-------- Data to process --------
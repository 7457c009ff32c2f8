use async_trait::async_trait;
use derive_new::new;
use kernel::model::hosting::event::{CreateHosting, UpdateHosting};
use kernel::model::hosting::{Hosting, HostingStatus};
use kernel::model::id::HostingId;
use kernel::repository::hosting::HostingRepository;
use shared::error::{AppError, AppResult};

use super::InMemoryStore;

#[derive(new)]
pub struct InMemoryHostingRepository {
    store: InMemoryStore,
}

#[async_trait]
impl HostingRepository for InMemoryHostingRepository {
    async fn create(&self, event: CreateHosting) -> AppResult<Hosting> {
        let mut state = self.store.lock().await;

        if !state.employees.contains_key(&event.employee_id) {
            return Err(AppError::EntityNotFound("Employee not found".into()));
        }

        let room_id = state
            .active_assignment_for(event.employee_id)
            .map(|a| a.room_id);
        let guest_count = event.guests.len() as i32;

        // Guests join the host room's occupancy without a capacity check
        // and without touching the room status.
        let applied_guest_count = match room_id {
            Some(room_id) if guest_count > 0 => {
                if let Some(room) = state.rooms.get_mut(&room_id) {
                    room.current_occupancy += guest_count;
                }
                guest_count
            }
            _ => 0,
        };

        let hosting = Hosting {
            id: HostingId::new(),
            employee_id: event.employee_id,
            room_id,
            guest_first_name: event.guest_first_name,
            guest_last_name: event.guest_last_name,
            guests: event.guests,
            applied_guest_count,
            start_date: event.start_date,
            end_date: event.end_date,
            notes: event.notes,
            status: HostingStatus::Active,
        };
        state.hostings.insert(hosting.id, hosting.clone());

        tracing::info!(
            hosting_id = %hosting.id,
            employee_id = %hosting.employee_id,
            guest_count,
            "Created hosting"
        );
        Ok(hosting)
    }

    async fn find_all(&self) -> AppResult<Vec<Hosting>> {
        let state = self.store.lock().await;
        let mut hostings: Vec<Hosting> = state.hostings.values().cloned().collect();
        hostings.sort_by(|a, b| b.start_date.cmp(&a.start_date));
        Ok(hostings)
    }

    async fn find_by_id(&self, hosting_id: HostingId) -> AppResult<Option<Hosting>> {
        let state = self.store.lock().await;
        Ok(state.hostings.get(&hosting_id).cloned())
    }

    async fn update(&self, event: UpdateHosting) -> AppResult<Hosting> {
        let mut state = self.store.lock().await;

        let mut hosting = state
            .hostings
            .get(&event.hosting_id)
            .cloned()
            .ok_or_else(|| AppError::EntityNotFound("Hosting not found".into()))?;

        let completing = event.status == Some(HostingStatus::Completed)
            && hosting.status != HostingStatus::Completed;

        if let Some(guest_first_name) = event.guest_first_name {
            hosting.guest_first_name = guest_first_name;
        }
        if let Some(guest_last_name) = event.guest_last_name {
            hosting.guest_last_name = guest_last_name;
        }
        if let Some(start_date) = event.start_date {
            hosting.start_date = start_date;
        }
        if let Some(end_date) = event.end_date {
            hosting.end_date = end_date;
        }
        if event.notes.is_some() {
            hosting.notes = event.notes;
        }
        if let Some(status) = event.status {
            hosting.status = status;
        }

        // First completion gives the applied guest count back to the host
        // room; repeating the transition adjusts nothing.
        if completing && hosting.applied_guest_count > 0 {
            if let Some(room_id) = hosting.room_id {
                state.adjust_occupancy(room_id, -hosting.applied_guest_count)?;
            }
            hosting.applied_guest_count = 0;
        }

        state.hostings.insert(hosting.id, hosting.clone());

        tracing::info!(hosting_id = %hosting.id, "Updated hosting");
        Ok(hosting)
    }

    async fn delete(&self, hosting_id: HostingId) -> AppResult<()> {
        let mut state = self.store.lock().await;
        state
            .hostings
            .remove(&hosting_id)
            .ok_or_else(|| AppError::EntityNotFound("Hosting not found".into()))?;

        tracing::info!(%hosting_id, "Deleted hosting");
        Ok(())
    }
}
--------
-------- Data to process --------
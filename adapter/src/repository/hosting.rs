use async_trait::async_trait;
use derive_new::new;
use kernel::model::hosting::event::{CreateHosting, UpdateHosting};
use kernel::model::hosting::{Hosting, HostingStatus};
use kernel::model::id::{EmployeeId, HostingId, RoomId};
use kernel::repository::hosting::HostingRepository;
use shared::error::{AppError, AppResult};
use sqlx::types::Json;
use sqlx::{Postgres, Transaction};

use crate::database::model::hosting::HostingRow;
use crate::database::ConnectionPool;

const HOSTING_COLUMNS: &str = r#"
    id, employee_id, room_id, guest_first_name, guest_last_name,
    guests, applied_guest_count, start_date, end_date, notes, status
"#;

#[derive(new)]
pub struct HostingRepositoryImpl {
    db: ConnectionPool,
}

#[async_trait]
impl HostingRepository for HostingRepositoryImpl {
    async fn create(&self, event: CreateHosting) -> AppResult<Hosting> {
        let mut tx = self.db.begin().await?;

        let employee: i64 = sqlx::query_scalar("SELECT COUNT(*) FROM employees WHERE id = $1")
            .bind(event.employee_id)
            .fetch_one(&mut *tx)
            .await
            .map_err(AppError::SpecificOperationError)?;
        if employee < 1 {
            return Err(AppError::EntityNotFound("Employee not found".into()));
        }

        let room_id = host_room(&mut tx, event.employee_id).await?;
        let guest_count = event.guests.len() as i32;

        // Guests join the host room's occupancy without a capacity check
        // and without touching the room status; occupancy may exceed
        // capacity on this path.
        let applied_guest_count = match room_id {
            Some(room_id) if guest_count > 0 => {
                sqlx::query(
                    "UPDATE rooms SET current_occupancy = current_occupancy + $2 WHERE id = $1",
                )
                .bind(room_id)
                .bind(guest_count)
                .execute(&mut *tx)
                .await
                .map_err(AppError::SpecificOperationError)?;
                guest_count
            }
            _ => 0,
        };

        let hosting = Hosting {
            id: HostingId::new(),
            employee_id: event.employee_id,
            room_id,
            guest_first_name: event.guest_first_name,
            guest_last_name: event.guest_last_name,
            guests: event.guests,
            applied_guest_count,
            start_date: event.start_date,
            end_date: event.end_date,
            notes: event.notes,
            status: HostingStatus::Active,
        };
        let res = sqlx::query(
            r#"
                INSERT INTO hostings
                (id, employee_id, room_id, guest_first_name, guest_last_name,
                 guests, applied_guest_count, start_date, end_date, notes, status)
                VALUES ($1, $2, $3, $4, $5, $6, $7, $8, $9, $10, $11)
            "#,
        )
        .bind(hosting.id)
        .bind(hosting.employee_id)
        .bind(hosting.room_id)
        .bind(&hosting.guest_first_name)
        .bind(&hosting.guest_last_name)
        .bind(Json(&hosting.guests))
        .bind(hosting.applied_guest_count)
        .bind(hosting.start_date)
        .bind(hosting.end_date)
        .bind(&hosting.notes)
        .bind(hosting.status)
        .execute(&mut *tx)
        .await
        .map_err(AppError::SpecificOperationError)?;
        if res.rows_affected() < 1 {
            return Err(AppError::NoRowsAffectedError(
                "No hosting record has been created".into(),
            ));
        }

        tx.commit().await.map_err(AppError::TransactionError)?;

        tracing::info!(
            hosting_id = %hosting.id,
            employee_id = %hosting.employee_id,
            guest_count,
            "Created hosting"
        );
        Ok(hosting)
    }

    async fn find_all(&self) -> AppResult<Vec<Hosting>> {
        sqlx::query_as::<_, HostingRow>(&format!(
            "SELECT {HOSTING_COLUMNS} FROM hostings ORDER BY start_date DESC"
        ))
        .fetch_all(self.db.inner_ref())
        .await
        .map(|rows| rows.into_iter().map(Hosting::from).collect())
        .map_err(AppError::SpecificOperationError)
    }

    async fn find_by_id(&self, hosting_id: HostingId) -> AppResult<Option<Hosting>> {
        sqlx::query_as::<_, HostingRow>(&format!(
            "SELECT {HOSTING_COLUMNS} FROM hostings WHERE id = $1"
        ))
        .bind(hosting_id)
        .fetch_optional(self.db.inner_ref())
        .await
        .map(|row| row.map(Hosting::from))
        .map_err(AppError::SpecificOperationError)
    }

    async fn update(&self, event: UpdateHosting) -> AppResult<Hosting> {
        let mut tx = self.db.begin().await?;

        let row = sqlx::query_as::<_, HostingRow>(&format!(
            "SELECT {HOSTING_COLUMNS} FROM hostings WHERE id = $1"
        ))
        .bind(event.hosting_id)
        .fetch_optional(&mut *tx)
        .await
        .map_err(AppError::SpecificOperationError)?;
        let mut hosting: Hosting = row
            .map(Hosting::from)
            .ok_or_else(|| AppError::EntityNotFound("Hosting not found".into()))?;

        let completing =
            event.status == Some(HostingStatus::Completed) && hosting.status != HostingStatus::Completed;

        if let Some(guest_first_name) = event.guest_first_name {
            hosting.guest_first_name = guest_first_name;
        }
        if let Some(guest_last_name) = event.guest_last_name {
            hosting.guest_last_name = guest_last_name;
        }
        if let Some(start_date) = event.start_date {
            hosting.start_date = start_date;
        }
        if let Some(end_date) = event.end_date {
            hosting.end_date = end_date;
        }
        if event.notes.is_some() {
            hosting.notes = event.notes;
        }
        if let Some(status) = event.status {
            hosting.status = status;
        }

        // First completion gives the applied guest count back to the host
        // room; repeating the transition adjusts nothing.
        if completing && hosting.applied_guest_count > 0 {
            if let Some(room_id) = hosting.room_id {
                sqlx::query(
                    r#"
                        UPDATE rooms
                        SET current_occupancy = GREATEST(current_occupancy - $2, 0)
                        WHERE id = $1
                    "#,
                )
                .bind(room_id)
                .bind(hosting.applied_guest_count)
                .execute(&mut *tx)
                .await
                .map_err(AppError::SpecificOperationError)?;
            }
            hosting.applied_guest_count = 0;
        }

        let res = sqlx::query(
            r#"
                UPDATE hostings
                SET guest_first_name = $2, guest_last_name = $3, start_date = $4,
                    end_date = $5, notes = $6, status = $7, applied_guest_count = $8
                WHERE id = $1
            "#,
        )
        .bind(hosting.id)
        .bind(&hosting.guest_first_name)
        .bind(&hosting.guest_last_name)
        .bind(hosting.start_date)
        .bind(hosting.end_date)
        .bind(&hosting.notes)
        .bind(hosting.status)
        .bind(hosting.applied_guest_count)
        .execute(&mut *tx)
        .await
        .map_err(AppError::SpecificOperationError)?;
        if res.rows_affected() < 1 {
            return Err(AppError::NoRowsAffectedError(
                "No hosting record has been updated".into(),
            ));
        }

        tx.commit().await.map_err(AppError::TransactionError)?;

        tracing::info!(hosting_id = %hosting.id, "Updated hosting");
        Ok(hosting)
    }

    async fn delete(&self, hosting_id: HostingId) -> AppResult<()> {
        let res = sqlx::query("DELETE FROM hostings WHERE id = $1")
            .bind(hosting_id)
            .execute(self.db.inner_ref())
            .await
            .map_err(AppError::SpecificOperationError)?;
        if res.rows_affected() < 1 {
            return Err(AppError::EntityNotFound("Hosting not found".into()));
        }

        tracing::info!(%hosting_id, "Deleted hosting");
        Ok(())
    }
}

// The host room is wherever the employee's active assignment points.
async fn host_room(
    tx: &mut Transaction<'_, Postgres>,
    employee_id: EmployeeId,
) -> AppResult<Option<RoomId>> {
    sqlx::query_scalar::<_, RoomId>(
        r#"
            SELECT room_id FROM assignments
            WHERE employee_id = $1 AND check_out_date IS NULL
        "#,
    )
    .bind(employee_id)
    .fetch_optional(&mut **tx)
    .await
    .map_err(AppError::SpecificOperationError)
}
--------
- Try it: How many of the lines above include the string "record"? Give only the number.

- Result for this task: 2